Our health care system is constantly evolving in many ways. What do you see as the future for quality improvement in medication use and medication services?  

Unfortunately, I am old enough to remember the advent of electronic adjudication of prescriptions and the expectations by patients and providers that pharmacists were the subject matter experts of insurance coverage: prior authorizations, formularies, deductibles, copays, coinsurance, etc. Now it is a standard practice in community pharmacies to not only know but intervene when necessary to ensure patients have access to the most affordable, effective medications. I think there is a very real future where pharmacists will be expected to provide the same level of expertise and intervention on the social determinants of health: identification of needs, referral, follow-up, and coverage of eligible services.

I also see a world where pharmacies could receive a “grade” based on the care they provide. I would love to say “patients choose Kroger as their pharmacy because they actually get healthier.”

As PQA’s Board Chair, what are your priorities for the organization? 

For me, I’m most excited about seeing the progress on the strategic investments the organization is making to strengthen and modernize quality measurement and recognize pharmacy’s contributions to high quality patient-centered care. I think these are game changers at a time when community pharmacy needs them the most. I am also excited to work on updating our strategic “Blueprint” that will guide the organization for the next five years. If I look at what we aimed to accomplish under the 2025 plan, it makes me very proud to be part of PQA. We say what we do, and we do what we say. But while I celebrate the organization’s success, there is still much to do.

What do you like to do when you’re not chairing the PQA Board or working in a large national pharmacy chain? 

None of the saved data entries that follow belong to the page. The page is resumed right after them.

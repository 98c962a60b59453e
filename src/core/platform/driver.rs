// SPDX-License-Identifier: Apache-2.0
// Copyright 2025 itsakeyfut

//! ClearPad I2C driver
//!
//! Probe builds the paged transport for a matched I2C client and publishes
//! it to the core touch driver through a `clearpad` platform device.
//! Remove tears that device down again and hands the client back.
//!
//! ## Probe Sequence
//!
//! 1. Resolve the active display panel from the node's `panel` phandles
//! 2. Read platform data from the node, or take the board-supplied data
//! 3. Wrap the client in a [`ClearpadI2c`] transport (page cache at 0)
//! 4. Allocate the `clearpad` platform device, parent it to the client,
//!    attach [`ClearpadData`] and register it
//!
//! A failure in any step releases everything built before it.

use super::device::{DeviceHandle, PlatformBus, PlatformDevice, PLATFORM_DEVID_NONE};
use super::devicetree::{DeviceNode, GpioFlags};
use super::panel::{find_active_panel, PanelRegistry};
use crate::core::clearpad::{
    ClearpadBus, ClearpadI2c, CLEARPAD_COMPATIBLE, CLEARPAD_I2C_NAME, CLEARPAD_NAME,
};
use crate::core::error::{DriverError, Result};
use crate::core::i2c::{DynI2cClient, I2cClient};
use serde::{Deserialize, Serialize};
use std::fmt;
use std::sync::Arc;

/// Property holding the attention interrupt GPIO
pub const IRQ_GPIO_PROPERTY: &str = "synaptics,irq_gpio";

/// Board data consumed by the core touch driver
#[derive(Debug, Clone, Default, PartialEq, Eq, Serialize, Deserialize)]
pub struct PlatformData {
    /// Attention line, `None` when the node does not describe one
    #[serde(default)]
    pub irq_gpio: Option<u32>,
    #[serde(default)]
    pub irq_gpio_flags: GpioFlags,
}

/// Static description of an I2C client, as a board file would declare it
#[derive(Debug, Clone, Default, PartialEq, Eq, Serialize, Deserialize)]
pub struct BoardInfo {
    /// Device type used for id table matching
    pub name: String,
    /// 7-bit slave address
    pub address: u16,
    #[serde(default)]
    pub of_node: Option<DeviceNode>,
    #[serde(default)]
    pub platform_data: Option<PlatformData>,
}

impl BoardInfo {
    /// Client device name, `<name>@<address>`
    pub fn dev_name(&self) -> String {
        format!("{}@{:#04x}", self.name, self.address)
    }
}

/// Payload of the `clearpad` platform device
#[derive(Clone)]
pub struct ClearpadData {
    pub pdata: Option<PlatformData>,
    pub bus: Arc<dyn ClearpadBus>,
    pub probe_retry: u32,
    pub active_panel: String,
    pub of_node: Option<DeviceNode>,
}

impl fmt::Debug for ClearpadData {
    fn fmt(&self, f: &mut fmt::Formatter<'_>) -> fmt::Result {
        f.debug_struct("ClearpadData")
            .field("pdata", &self.pdata)
            .field("bustype", &self.bus.bustype())
            .field("probe_retry", &self.probe_retry)
            .field("active_panel", &self.active_panel)
            .field("of_node", &self.of_node.as_ref().map(|n| n.name.as_str()))
            .finish()
    }
}

/// Environment a probe or remove runs in
pub struct ProbeContext<'a> {
    pub panels: &'a PanelRegistry,
    pub platform: &'a mut PlatformBus,
}

/// A client bound to the driver
pub struct ClearpadI2cDevice {
    transport: Arc<ClearpadI2c<DynI2cClient>>,
    pdev: DeviceHandle,
    active_panel: String,
}

impl ClearpadI2cDevice {
    /// Bus operations of the bound client
    pub fn bus(&self) -> Arc<dyn ClearpadBus> {
        self.transport.clone()
    }

    /// Handle of the published platform device
    pub fn platform_device(&self) -> &DeviceHandle {
        &self.pdev
    }

    pub fn active_panel(&self) -> &str {
        &self.active_panel
    }
}

/// The ClearPad I2C driver
#[derive(Debug, Default, Clone, Copy)]
pub struct ClearpadI2cDriver;

impl ClearpadI2cDriver {
    /// Driver name
    pub const NAME: &'static str = CLEARPAD_I2C_NAME;

    /// I2C device ids handled by the driver
    pub const ID_TABLE: &'static [&'static str] = &[CLEARPAD_I2C_NAME];

    /// Device tree compatibles handled by the driver
    pub const OF_MATCH_TABLE: &'static [&'static str] = &[CLEARPAD_COMPATIBLE];

    pub fn new() -> Self {
        Self
    }

    /// Decide whether the driver handles `info`
    ///
    /// The node's compatible list is tried first, then the device name
    /// against the id table.
    pub fn matches(&self, info: &BoardInfo) -> bool {
        let of_match = info.of_node.as_ref().is_some_and(|node| {
            Self::OF_MATCH_TABLE
                .iter()
                .any(|compatible| node.is_compatible(compatible))
        });
        of_match || Self::ID_TABLE.contains(&info.name.as_str())
    }

    /// Bind the client in `slot`
    ///
    /// The client is taken out of `slot` for the lifetime of the binding.
    /// On failure it is put back so a later probe can retry.
    pub fn probe(
        &self,
        info: &BoardInfo,
        slot: &mut Option<DynI2cClient>,
        ctx: &mut ProbeContext<'_>,
    ) -> Result<ClearpadI2cDevice> {
        let dev_name = info.dev_name();

        let active_panel = match info.of_node.as_ref() {
            Some(node) => find_active_panel(node, ctx.panels),
            None => Err(DriverError::InvalidArgument(format!(
                "{}: no device tree node",
                dev_name
            ))),
        }
        .map_err(|e| {
            log::error!(
                "{}: Active panel not found, aborting probe ({})",
                dev_name,
                e
            );
            DriverError::NoDevice(format!("{}: active panel", dev_name))
        })?;

        let pdata = match info.of_node.as_ref() {
            Some(node) => Some(Self::parse_dt(node)),
            None => info.platform_data.clone(),
        };

        let client = slot
            .take()
            .ok_or_else(|| DriverError::NoDevice(format!("{}: client in use", dev_name)))?;
        let transport = Arc::new(ClearpadI2c::new(client));

        let data = ClearpadData {
            pdata,
            bus: transport.clone(),
            probe_retry: 0,
            active_panel: active_panel.clone(),
            of_node: info.of_node.clone(),
        };

        let mut pdev = PlatformDevice::alloc(CLEARPAD_NAME, PLATFORM_DEVID_NONE);
        pdev.set_parent(dev_name.as_str());

        let registered = pdev
            .add_data(data)
            .and_then(|()| ctx.platform.add(pdev));

        match registered {
            Ok(handle) => {
                log::info!("{}: probe: success", dev_name);
                Ok(ClearpadI2cDevice {
                    transport,
                    pdev: handle,
                    active_panel,
                })
            }
            Err(e) => {
                log::error!("{}: probe failed: {}", dev_name, e);
                *slot = Self::release(&dev_name, transport);
                Err(e)
            }
        }
    }

    /// Unbind a device, returning its client when no one else holds the bus
    pub fn remove(
        &self,
        device: ClearpadI2cDevice,
        ctx: &mut ProbeContext<'_>,
    ) -> Result<Option<DynI2cClient>> {
        let dev_name = device.transport.device().to_string();

        // Dropping the platform device drops its reference to the bus
        ctx.platform.unregister(&device.pdev)?;

        Ok(Self::release(&dev_name, device.transport))
    }

    fn parse_dt(node: &DeviceNode) -> PlatformData {
        match node.get_named_gpio_flags(IRQ_GPIO_PROPERTY, 0) {
            Ok((pin, flags)) => PlatformData {
                irq_gpio: Some(pin),
                irq_gpio_flags: flags,
            },
            Err(e) => {
                log::warn!("{}: no {}: {}", node.name, IRQ_GPIO_PROPERTY, e);
                PlatformData::default()
            }
        }
    }

    fn release(
        dev_name: &str,
        transport: Arc<ClearpadI2c<DynI2cClient>>,
    ) -> Option<DynI2cClient> {
        match Arc::try_unwrap(transport) {
            Ok(transport) => Some(transport.into_client()),
            Err(_) => {
                log::warn!("{}: bus still referenced, client not released", dev_name);
                None
            }
        }
    }
}

/// Convenience for callers holding a concrete client
pub fn boxed<C: I2cClient + Send + 'static>(client: C) -> DynI2cClient {
    Box::new(client)
}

Professionally, I am also very involved in APhA and a member of the board of the Community Pharmacy Foundation. I think both these organizations have an important role to play in the future of the Alliance. I am also an Adjunct Associate Professor of Pharmacy Practice and Administrative Sciences at the University of Cincinnati as I am still very passionate about residency and fellowship training and equipping the next generation of pharmacists.

Personally, I am the proud parent of four children, ages 16, 15, 12, 10, which is probably the most taxing, yet rewarding job of all. With two kids, you are playing man-to man defense. With three, you have moved into zone coverage. With four, you just hope to get off the court without injury.